Analyze drift, delayed-label, calibration, and business-performance signals to decide whether a retraining run is justified or whether investigation should stop earlier.
Design a Kubernetes trigger path that converts Prometheus, Kafka, or scheduled evidence into a deduplicated retraining workflow without flooding the cluster.
Implement a continuous-training DAG that snapshots data, validates it with Great Expectations, trains a challenger, registers it in MLflow, and sends it through shadow or canary gates.
Evaluate candidate models against production champions using holdout deltas, slice guarantees, shadow comparison, KServe smoke tests, latency, cost, and human approval policy.
Estimate the cost and rollback risk of retraining frequency, GPU capacity, retained data snapshots, cross-region feature-store reads, and failed promotion attempts.

Why This Module Matters

Hypothetical scenario: the following situation is invented to show the operational stakes clearly; it is not a claim about a specific company or public incident.

A subscription business runs a churn model that still returns low-latency predictions, still serves through KServe, and still has a green dashboard.

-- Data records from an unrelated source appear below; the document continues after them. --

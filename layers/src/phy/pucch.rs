//! PUCCH HARQ-ACK
//!
//! One bundled ACK/NACK bit per UE and tick on a single band-edge subcarrier.
//! Reference symbols sit on `PUCCH_RS_SYMBOLS`; every other symbol carries the
//! reference multiplied by +1 (ACK) or -1 (NACK). Too little energy on the
//! reference symbols is reported as DTX.

use super::grid::{ResourceGrid, PUCCH_RS_SYMBOLS};
use super::sequence::GoldSequence;
use common::{power_to_db, Rat};
use num_complex::Complex32;

/// PUCCH resource of a DL assignment starting at `first_cce`
pub fn n_pucch(first_cce: usize, n1_pucch_an: u16) -> usize {
    first_cce + n1_pucch_an as usize
}

fn reference(n_pucch: usize, tick_in_frame: u32, pci: u16) -> Vec<Complex32> {
    let c_init = ((n_pucch as u32) << 16) ^ (tick_in_frame << 10) ^ pci as u32;
    GoldSequence::new(c_init).qpsk(Rat::SYMBOLS_PER_TICK)
}

/// Write one HARQ-ACK bit on subcarrier `k` (UE side)
pub fn encode(grid: &mut ResourceGrid, k: usize, n_pucch: usize, tick_in_frame: u32, pci: u16, ack: bool) {
    let reference = reference(n_pucch, tick_in_frame, pci);
    let d = if ack { 1.0 } else { -1.0 };
    for (l, r) in reference.iter().enumerate() {
        let value = if PUCCH_RS_SYMBOLS.contains(&l) { *r } else { r * d };
        grid.set((k, l), value);
    }
}

/// Detection outcome of one PUCCH resource
#[derive(Debug, Clone, Copy, PartialEq)]
pub struct PucchResult {
    /// Decoded bit, `None` for DTX
    pub ack: Option<bool>,
    /// Estimated SNR in dB
    pub snr_db: f32,
}

/// Detect the HARQ-ACK bit on subcarrier `k`; `threshold` is a linear SNR
pub fn detect(grid: &ResourceGrid, k: usize, n_pucch: usize, tick_in_frame: u32, pci: u16, threshold: f32) -> PucchResult {
    let reference = reference(n_pucch, tick_in_frame, pci);

    let estimates: Vec<Complex32> = PUCCH_RS_SYMBOLS
        .iter()
        .map(|&l| grid.get((k, l)) / reference[l])
        .collect();
    let h = estimates.iter().sum::<Complex32>() / estimates.len() as f32;
    let noise = (estimates.iter().map(|e| (e - h).norm_sqr()).sum::<f32>() / (estimates.len() - 1) as f32).max(1e-6);
    let snr = h.norm_sqr() / noise;

    if snr < threshold {
        return PucchResult {
            ack: None,
            snr_db: power_to_db(snr),
        };
    }

    let decision: f32 = (0..Rat::SYMBOLS_PER_TICK)
        .filter(|l| !PUCCH_RS_SYMBOLS.contains(l))
        .map(|l| (grid.get((k, l)) / reference[l] * h.conj()).re)
        .sum();

    PucchResult {
        ack: Some(decision > 0.0),
        snr_db: power_to_db(snr),
    }
}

No deployment failed. The API error rate is flat. The p99 latency sits below the objective. The team therefore assumes the model is healthy until monthly finance reporting shows that retention offers went to the wrong customers for almost three weeks. The model did not crash. The customer population changed, the old training window stopped representing current behavior, and the monitoring system never connected drift evidence to a governed retraining loop.

That is the expensive failure this module addresses. Module 5.5 gave you the vocabulary for feature drift, label drift, concept drift, delayed labels, proxy metrics, and Prometheus alerting. Module 5.6 showed why an ML pipeline must preserve evidence instead of hiding training inside notebooks or cron scripts. Module 5.8 made data validation a gate, not a dashboard decoration. Module 5.10 showed how a candidate reaches production through shadow, canary, and rollback controls instead of a full-traffic leap of faith.

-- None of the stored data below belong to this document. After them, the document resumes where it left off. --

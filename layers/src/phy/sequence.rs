//! Pseudo-random Sequence Generation
//!
//! Length-31 Gold sequence used for scrambling and reference signals
//! (3GPP TS 36.211 Section 7.2).

use num_complex::Complex32;
use std::f32::consts::FRAC_1_SQRT_2;

/// Fast-forward applied to the LFSRs before the first output bit
const NC: usize = 1600;

/// Gold sequence generator
#[derive(Debug, Clone)]
pub struct GoldSequence {
    x1: u32,
    x2: u32,
}

impl GoldSequence {
    /// Create a generator for the given initialisation value
    pub fn new(c_init: u32) -> Self {
        let mut seq = Self {
            x1: 1,
            x2: c_init & 0x7FFF_FFFF,
        };
        for _ in 0..NC {
            seq.advance();
        }
        seq
    }

    fn advance(&mut self) {
        // x1(n+31) = x1(n+3) + x1(n)
        let x1_new = ((self.x1 >> 3) ^ self.x1) & 1;
        self.x1 = (self.x1 >> 1) | (x1_new << 30);

        // x2(n+31) = x2(n+3) + x2(n+2) + x2(n+1) + x2(n)
        let x2_new = ((self.x2 >> 3) ^ (self.x2 >> 2) ^ (self.x2 >> 1) ^ self.x2) & 1;
        self.x2 = (self.x2 >> 1) | (x2_new << 30);
    }

    /// Next output bit
    pub fn next_bit(&mut self) -> u8 {
        let c = (self.x1 ^ self.x2) & 1;
        self.advance();
        c as u8
    }

    /// Next `len` output bits
    pub fn bits(&mut self, len: usize) -> Vec<u8> {
        (0..len).map(|_| self.next_bit()).collect()
    }

    /// Next unit-power QPSK symbol
    pub fn next_qpsk(&mut self) -> Complex32 {
        let c0 = self.next_bit();
        let c1 = self.next_bit();
        Complex32::new(
            FRAC_1_SQRT_2 * (1.0 - 2.0 * c0 as f32),
            FRAC_1_SQRT_2 * (1.0 - 2.0 * c1 as f32),
        )
    }

    /// Next `len` QPSK symbols
    pub fn qpsk(&mut self, len: usize) -> Vec<Complex32> {
        (0..len).map(|_| self.next_qpsk()).collect()
    }
}

/// Scramble hard bits in place
pub fn scramble_bits(bits: &mut [u8], c_init: u32) {
    let mut seq = GoldSequence::new(c_init);
    for bit in bits.iter_mut() {
        *bit ^= seq.next_bit();
    }
}

/// Descramble soft bits in place (positive LLR means bit 0)
pub fn descramble_llrs(llrs: &mut [f32], c_init: u32) {
    let mut seq = GoldSequence::new(c_init);
    for llr in llrs.iter_mut() {
        if seq.next_bit() == 1 {
            *llr = -*llr;
        }
    }
}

Auto-retraining is where those pieces meet. It is tempting to describe it as “monitoring triggers training,” but that phrase hides the hard part. A drift score is not a root cause. A training run is not a promotion decision. A better offline metric is not permission to replace the champion. A successful Workflow is not proof that the new model is stable under live traffic. The closed loop must observe, detect, trigger, train, validate, promote, and rollback with separate evidence at each boundary.

This module treats automated retraining as a control loop, not a magic button. You will design the trigger path, the training path, and the promotion path as separate pieces with clear ownership. You will see how Evidently can compute drift scores, how NannyML can estimate performance when labels arrive late, how Prometheus and Alertmanager can fire a signal, how Argo Events or KEDA can turn the signal into work, how Kubeflow Pipelines and Argo Workflows can run the work, and how MLflow plus KServe can hold the candidate until it earns traffic.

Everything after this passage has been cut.